Delina Boshoff
- Full name: Delina Ann Boshoff–Mortlock
- Country (sports): 🇿🇦 South Africa
- Residence: South Africa
- Born: 12 November 1956 (age 69) Queenstown, Eastern Cape, South Africa
- Turned pro: 1973
- Retired: 1978
- Plays: Right-handed

Singles
- Career record: no value

Grand Slam singles results
- French Open: QF (1977)
- Wimbledon: QF (1974)
- US Open: 3R (1975)

Doubles
- Career record: no value
- Highest ranking: No. 1 (1976)

Grand Slam doubles results
- French Open: SF (1976)
- Wimbledon: SF (1976)
- US Open: W (1976)

Grand Slam mixed doubles results
- French Open: F (1976)
- Wimbledon: 4R (1973, 1974)

= Linky Boshoff =

South African tennis player

Delina Ann Boshoff-Mortlock, commonly known as Linky Boshoff (born 12 November 1956), is a South African former professional tennis player. She won the 1976 US Open women's doubles title with her partner Ilana Kloss.

==Tennis career==
In 1973 Boshoff won the South African Open doubles title with Ilana Kloss after a victory in the final against Chris Evert and Virginia Wade. In 1977, she won the singles title, defeating Brigitte Cuypers in the final in straight sets.
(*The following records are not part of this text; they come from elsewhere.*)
#[derive(Debug, Error)]
pub enum GateError {
    #[error("no pending decision for capture {0}")]
    UnknownCapture(CaptureId),
    #[error("capture {capture_id} was already decided")]
    DuplicateDecisionSubmission {
        capture_id: CaptureId,
        outcome: Box<EvolutionOutcome>,
    },
    #[error("{name} was not offered for capture {capture_id}")]
    NotOffered {
        capture_id: CaptureId,
        name: TraitName,
    },
    /// The selection does not fit. The capture stays pending.
    #[error("selection for capture {capture_id} rejected: {budget}")]
    InsufficientBudget {
        capture_id: CaptureId,
        budget: InsufficientBudget,
    },
    #[error(transparent)]
    Capture(#[from] CaptureError),
    #[error(transparent)]
    Ledger(#[from] LedgerError),
}

#[derive(Debug, Clone)]
struct PendingDecision {
    event: CaptureEvent,
    side: Side,
    offer: EvolutionOffer,
    trail: PhaseTrail,
}

/// Wraps a [`CaptureResolver`] with a per-capture decision step.
#[derive(Debug)]
pub struct EvolutionDecisionGate<B, T> {
    resolver: CaptureResolver<B, T>,
    pending: HashMap<CaptureId, PendingDecision>,
}
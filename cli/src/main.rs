//! Gambit CLI - headless match replays and rarity lookups.
//!
//! ```text
//! gambit replay <script.json> [--config <path>] [--owner <wallet>]
//! gambit classify <trait-count> <games-played>
//! ```
//!
//! `replay` spawns the script's roster, resolves each capture in order and
//! prints one JSON outcome per line. Under the complexity economy captures go
//! straight through the resolver; under the gas economy each one is offered to
//! a scripted player through the decision gate. Logs go to stderr.

mod script;

use std::{
    env,
    io::{self, Write},
    path::{Path, PathBuf},
};

use anyhow::{Context, Result, bail};
use tracing_subscriber::{EnvFilter, fmt, prelude::*};

use gambit_engine::{
    CaptureError, CaptureResolver, Economy, EngineConfig, EvolutionDecision, EvolutionDecisionGate,
    EvolutionOutcome, GateError, Inventory, MatchId, MatchState, NullBoard, TracingTelemetry, UnitId,
};

use crate::script::{Script, ScriptedPlayer};

const USAGE: &str = "usage:
  gambit replay <script.json> [--config <path>] [--owner <wallet>]
  gambit classify <trait-count> <games-played>";

fn init_tracing() {
    let env_filter = EnvFilter::try_from_default_env()
        .or_else(|_| EnvFilter::try_new("info"))
        .unwrap_or_else(|_| EnvFilter::try_new("warn").expect("warn filter is valid"));

    tracing_subscriber::registry()
        .with(fmt::layer().with_writer(io::stderr))
        .with(env_filter)
        .init();
}

#[derive(Debug, PartialEq, Eq)]
enum Command {
    Replay {
        script: PathBuf,
        config: Option<PathBuf>,
        owner: String,
    },
    Classify {
        trait_count: usize,
        games_played: u32,
    },
}

impl Command {
    fn parse(mut args: impl Iterator<Item = String>) -> Result<Self> {
        match args.next().as_deref() {
            Some("replay") => {
                let mut script = None;
                let mut config = None;
                let mut owner = String::from("local");
                while let Some(arg) = args.next() {
                    match arg.as_str() {
                        "--config" => {
                            config = Some(PathBuf::from(args.next().context("--config needs a path")?));
                        }
                        "--owner" => owner = args.next().context("--owner needs a value")?,
                        other if script.is_none() => script = Some(PathBuf::from(other)),
                        other => bail!("unexpected argument {other:?}\n{USAGE}"),
                    }
                }
                Ok(Command::Replay {
                    script: script.context(USAGE)?,
                    config,
                    owner,
                })
            }
            Some("classify") => {
                let trait_count = args
                    .next()
                    .context(USAGE)?
                    .parse()
                    .context("trait count must be a number")?;
                let games_played = args
                    .next()
                    .context(USAGE)?
                    .parse()
                    .context("games played must be a number")?;
                Ok(Command::Classify {
                    trait_count,
                    games_played,
                })
            }
            _ => bail!(USAGE),
        }
    }
}

fn load_config(path: Option<&Path>) -> Result<EngineConfig> {
    match path {
        Some(path) => Ok(EngineConfig::load_from(path)?),
        None => Ok(EngineConfig::load()?.unwrap_or_default()),
    }
}

fn emit(out: &mut impl Write, outcome: &EvolutionOutcome) -> Result<()> {
    serde_json::to_writer(&mut *out, outcome)?;
    writeln!(out)?;
    Ok(())
}

async fn replay(script_path: &Path, config: &EngineConfig, owner: &str) -> Result<()> {
    let script = Script::load(script_path)?;
    let rules = config.rules();
    let economy = rules.economy;
    let timeout = rules.decision_timeout;
    let mut game = MatchState::new(MatchId::new(1), rules);
    script.populate(&mut game)?;
    tracing::info!(
        match_id = %game.id(),
        units = script.units.len(),
        captures = script.captures.len(),
        ?economy,
        "Replay started"
    );

    let mut out = io::stdout().lock();
    let mut resolver = CaptureResolver::new(NullBoard, TracingTelemetry);
    match economy {
        Economy::Complexity => {
            for (event, _) in script.events() {
                match resolver.resolve(&mut game, event) {
                    Ok(outcome) => emit(&mut out, &outcome)?,
                    // Blocked gain: the capture still happened.
                    Err(CaptureError::InsufficientBudget { outcome, .. }) => emit(&mut out, &outcome)?,
                    Err(err) => tracing::warn!(capture = %event.capture_id, "Capture rejected: {err}"),
                }
                game.tick_decay(event.turn);
            }
        }
        Economy::Gas => {
            let mut gate = EvolutionDecisionGate::new(resolver);
            for (event, decision) in script.events() {
                let mut player = ScriptedPlayer::new(decision);
                match gate.decide(&mut game, event, &mut player, timeout).await {
                    Ok(outcome) => emit(&mut out, &outcome)?,
                    Err(GateError::InsufficientBudget { budget, .. }) => {
                        // The board already committed to the capture; finish it without a gain.
                        tracing::warn!(capture = %event.capture_id, "Decision rejected: {budget}");
                        let outcome =
                            gate.submit(&mut game, event.capture_id, EvolutionDecision::Skip)?;
                        emit(&mut out, &outcome)?;
                    }
                    Err(err) => tracing::warn!(capture = %event.capture_id, "Capture rejected: {err}"),
                }
                game.tick_decay(event.turn);
            }
        }
    }

    if script.save.is_empty() {
        return Ok(());
    }
    let mut inventory = Inventory::new(owner, config.max_slots());
    for &index in &script.save {
        let Some(profile) = game.profile(UnitId::new(index)) else {
            bail!("unit {index} is not in the match");
        };
        let piece = inventory
            .save(profile, 1, None)
            .with_context(|| format!("failed to save unit {index}"))?;
        tracing::info!(unit = index, %piece, "Piece saved");
    }
    for record in inventory.pieces() {
        serde_json::to_writer(&mut out, record)?;
        writeln!(out)?;
    }
    Ok(())
}

#[tokio::main]
async fn main() -> Result<()> {
    init_tracing();

    match Command::parse(env::args().skip(1))? {
        Command::Replay {
            script,
            config,
            owner,
        } => {
            let config = load_config(config.as_deref())?;
            replay(&script, &config, &owner).await
        }
        Command::Classify {
            trait_count,
            games_played,
        } => {
            let tier = gambit_core::classify(trait_count, games_played);
            println!("{tier}");
            Ok(())
        }
    }
}
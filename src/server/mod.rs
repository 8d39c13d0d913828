// Server module entry point
// Listener setup, connection handling and the accept loop

pub mod connection;
pub mod listener;
pub mod signal;

// `loop` is a keyword, so the module is exposed as server_loop
#[path = "loop.rs"]
pub mod server_loop;

// Re-export commonly used items
pub use listener::create_listener;
pub use server_loop::run;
In December 1975, Boshoff was the first selection in the 1976 World Team Tennis Draft by the San Diego Friars; however, she didn't sign with the team.

In 1976, she won several doubles titles with Kloss, including the German Open, Italian Open and U.S. Clay Court Championships and reached the world No. 1 ranking in doubles.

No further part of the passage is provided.